Stored items
******

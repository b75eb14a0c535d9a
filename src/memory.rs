//! Reference in-memory data layer.
//!
//! Implements the collaborator contracts in `crate::data` over plain vectors:
//! attribute-sorted ordering, id restriction, registered named scopes, and a
//! lookup-table association loader. Used by the test suite and the example
//! consumer; production callers supply their own store.

use crate::data::{
    id_string, value_id_string, AssociationValue, AttrValue, DataSource, Model, ModelRef,
    PreloadSpec, Scope, ScopeRef, SortDirection,
};
use crate::error::PresenterError;
use async_trait::async_trait;
use serde_json::Value;
use std::cmp::Ordering;
use std::collections::{BTreeMap, HashMap};
use std::sync::{Arc, Mutex};

/// A model backed by a plain attribute map. The `id` attribute is the
/// primary key.
#[derive(Clone, Debug)]
pub struct MemoryModel {
    type_name: String,
    attributes: BTreeMap<String, AttrValue>,
}

impl MemoryModel {
    pub fn new(type_name: impl Into<String>, id: impl Into<Value>) -> Self {
        let mut attributes = BTreeMap::new();
        attributes.insert("id".to_string(), AttrValue::Json(id.into()));
        Self {
            type_name: type_name.into(),
            attributes,
        }
    }

    pub fn with(mut self, name: impl Into<String>, value: impl Into<AttrValue>) -> Self {
        self.attributes.insert(name.into(), value.into());
        self
    }
}

impl Model for MemoryModel {
    fn id(&self) -> Value {
        match self.attributes.get("id") {
            Some(attr) => attr.canonical(),
            None => Value::Null,
        }
    }

    fn type_name(&self) -> &str {
        &self.type_name
    }

    fn attribute(&self, name: &str) -> Option<AttrValue> {
        self.attributes.get(name).cloned()
    }
}

pub type NamedScopeFn = Arc<dyn Fn(Vec<ModelRef>, &Value) -> Vec<ModelRef> + Send + Sync>;

/// In-memory store: models by type, association lookup tables, named scopes.
/// Build mutably at setup, then share behind `Arc`.
#[derive(Default)]
pub struct MemoryStore {
    models: HashMap<String, Vec<ModelRef>>,
    associations: HashMap<(String, String, String), AssociationValue>,
    named_scopes: HashMap<String, NamedScopeFn>,
    preload_log: Mutex<Vec<HashMap<String, Vec<PreloadSpec>>>>,
}

impl MemoryStore {
    pub fn new() -> Self {
        Self::default()
    }

    pub fn insert(&mut self, model: MemoryModel) -> ModelRef {
        let type_name = model.type_name.clone();
        let model: ModelRef = Arc::new(model);
        self.models
            .entry(type_name)
            .or_default()
            .push(Arc::clone(&model));
        model
    }

    /// Register a singular association value for one model.
    pub fn link_one(&mut self, model: &ModelRef, association: &str, target: &ModelRef) {
        self.associations.insert(
            association_key(model, association),
            AssociationValue::One(Arc::clone(target)),
        );
    }

    /// Register a collection association value for one model.
    pub fn link_many(&mut self, model: &ModelRef, association: &str, targets: &[ModelRef]) {
        self.associations.insert(
            association_key(model, association),
            AssociationValue::Many(targets.to_vec()),
        );
    }

    /// Register a named scope usable as a filter fallback.
    pub fn named_scope<F>(&mut self, name: impl Into<String>, f: F)
    where
        F: Fn(Vec<ModelRef>, &Value) -> Vec<ModelRef> + Send + Sync + 'static,
    {
        self.named_scopes.insert(name.into(), Arc::new(f));
    }

    /// All models of a type, in insertion order.
    pub fn scope(self: &Arc<Self>, type_name: &str) -> ScopeRef {
        let rows = self.models.get(type_name).cloned().unwrap_or_default();
        Arc::new(MemoryScope {
            store: Arc::clone(self),
            rows,
            order: Vec::new(),
            page: None,
        })
    }

    /// Preload invocations observed so far (for dedup/idempotence tests).
    pub fn preload_calls(&self) -> Vec<HashMap<String, Vec<PreloadSpec>>> {
        self.preload_log.lock().expect("preload log poisoned").clone()
    }
}

fn association_key(model: &ModelRef, association: &str) -> (String, String, String) {
    (
        model.type_name().to_string(),
        id_string(model.as_ref()),
        association.to_string(),
    )
}

#[async_trait]
impl DataSource for MemoryStore {
    async fn preload(
        &self,
        _models: &[ModelRef],
        spec: &HashMap<String, Vec<PreloadSpec>>,
    ) -> Result<(), PresenterError> {
        // Everything is already in memory; just record the call.
        self.preload_log
            .lock()
            .expect("preload log poisoned")
            .push(spec.clone());
        Ok(())
    }

    async fn association(
        &self,
        model: &ModelRef,
        name: &str,
    ) -> Result<AssociationValue, PresenterError> {
        Ok(self
            .associations
            .get(&association_key(model, name))
            .cloned()
            .unwrap_or(AssociationValue::None))
    }
}

/// Immutable-transform scope over a row snapshot.
pub struct MemoryScope {
    store: Arc<MemoryStore>,
    rows: Vec<ModelRef>,
    order: Vec<(String, SortDirection)>,
    page: Option<(u64, u64)>,
}

impl MemoryScope {
    fn derive(&self, rows: Vec<ModelRef>) -> MemoryScope {
        MemoryScope {
            store: Arc::clone(&self.store),
            rows,
            order: self.order.clone(),
            page: self.page,
        }
    }

    fn sorted_rows(&self) -> Vec<ModelRef> {
        let mut rows = self.rows.clone();
        if !self.order.is_empty() {
            rows.sort_by(|a, b| {
                for (expr, direction) in &self.order {
                    let ordering = compare_attrs(
                        a.attribute(expr).as_ref(),
                        b.attribute(expr).as_ref(),
                    );
                    let ordering = match direction {
                        SortDirection::Asc => ordering,
                        SortDirection::Desc => ordering.reverse(),
                    };
                    if ordering != Ordering::Equal {
                        return ordering;
                    }
                }
                Ordering::Equal
            });
        }
        rows
    }
}

/// Total order over attribute values: null < bool < number < string, with
/// date/datetime compared via their canonical strings.
fn compare_attrs(a: Option<&AttrValue>, b: Option<&AttrValue>) -> Ordering {
    let a = a.map(AttrValue::canonical).unwrap_or(Value::Null);
    let b = b.map(AttrValue::canonical).unwrap_or(Value::Null);
    fn rank(v: &Value) -> u8 {
        match v {
            Value::Null => 0,
            Value::Bool(_) => 1,
            Value::Number(_) => 2,
            Value::String(_) => 3,
            _ => 4,
        }
    }
    match (&a, &b) {
        (Value::Bool(x), Value::Bool(y)) => x.cmp(y),
        (Value::Number(x), Value::Number(y)) => x
            .as_f64()
            .partial_cmp(&y.as_f64())
            .unwrap_or(Ordering::Equal),
        (Value::String(x), Value::String(y)) => x.cmp(y),
        _ => rank(&a).cmp(&rank(&b)),
    }
}

#[async_trait]
impl Scope for MemoryScope {
    async fn count(&self) -> Result<u64, PresenterError> {
        Ok(self.rows.len() as u64)
    }

    async fn rows(&self) -> Result<Vec<ModelRef>, PresenterError> {
        let rows = self.sorted_rows();
        let rows = match self.page {
            Some((limit, offset)) => rows
                .into_iter()
                .skip(offset as usize)
                .take(limit as usize)
                .collect(),
            None => rows,
        };
        Ok(rows)
    }

    async fn rows_by_ids(&self, ids: &[Value]) -> Result<Vec<ModelRef>, PresenterError> {
        let by_id: HashMap<String, ModelRef> = self
            .rows
            .iter()
            .map(|m| (id_string(m.as_ref()), Arc::clone(m)))
            .collect();
        Ok(ids
            .iter()
            .filter_map(|id| by_id.get(&value_id_string(id)).cloned())
            .collect())
    }

    fn named(&self, name: &str, arg: &Value) -> Result<ScopeRef, PresenterError> {
        let f = self.store.named_scopes.get(name).ok_or_else(|| {
            PresenterError::DataSource(format!("unknown named scope '{}'", name))
        })?;
        Ok(Arc::new(self.derive(f(self.rows.clone(), arg))))
    }

    fn ordered(&self, expression: &str, direction: SortDirection) -> ScopeRef {
        let mut scope = self.derive(self.rows.clone());
        scope.order.push((expression.to_string(), direction));
        Arc::new(scope)
    }

    fn paginated(&self, limit: u64, offset: u64) -> ScopeRef {
        let mut scope = self.derive(self.rows.clone());
        scope.page = Some((limit, offset));
        Arc::new(scope)
    }

    fn restricted_to_ids(&self, ids: &[Value]) -> ScopeRef {
        let wanted: Vec<String> = ids.iter().map(value_id_string).collect();
        let rows = self
            .rows
            .iter()
            .filter(|m| wanted.contains(&id_string(m.as_ref())))
            .cloned()
            .collect();
        Arc::new(self.derive(rows))
    }
}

******

PROBLEM STATEMENT: All lines from the top of the data through the line containing "#[derive(Clone, Debug)]" need to be retyped exactly, and nothing more.

EXERCISE RESULT:
repository b75eb14a0c535d9a
filename src/memory.rs
//! Reference in-memory data layer.
//!
//! Implements the collaborator contracts in `crate::data` over plain vectors:
//! attribute-sorted ordering, id restriction, registered named scopes, and a
//! lookup-table association loader. Used by the test suite and the example
//! consumer; production callers supply their own store.

use crate::data::{
    id_string, value_id_string, AssociationValue, AttrValue, DataSource, Model, ModelRef,
    PreloadSpec, Scope, ScopeRef, SortDirection,
};
use crate::error::PresenterError;
use async_trait::async_trait;
use serde_json::Value;
use std::cmp::Ordering;
use std::collections::{BTreeMap, HashMap};
use std::sync::{Arc, Mutex};

/// A model backed by a plain attribute map. The `id` attribute is the
/// primary key.
#[derive(Clone, Debug)]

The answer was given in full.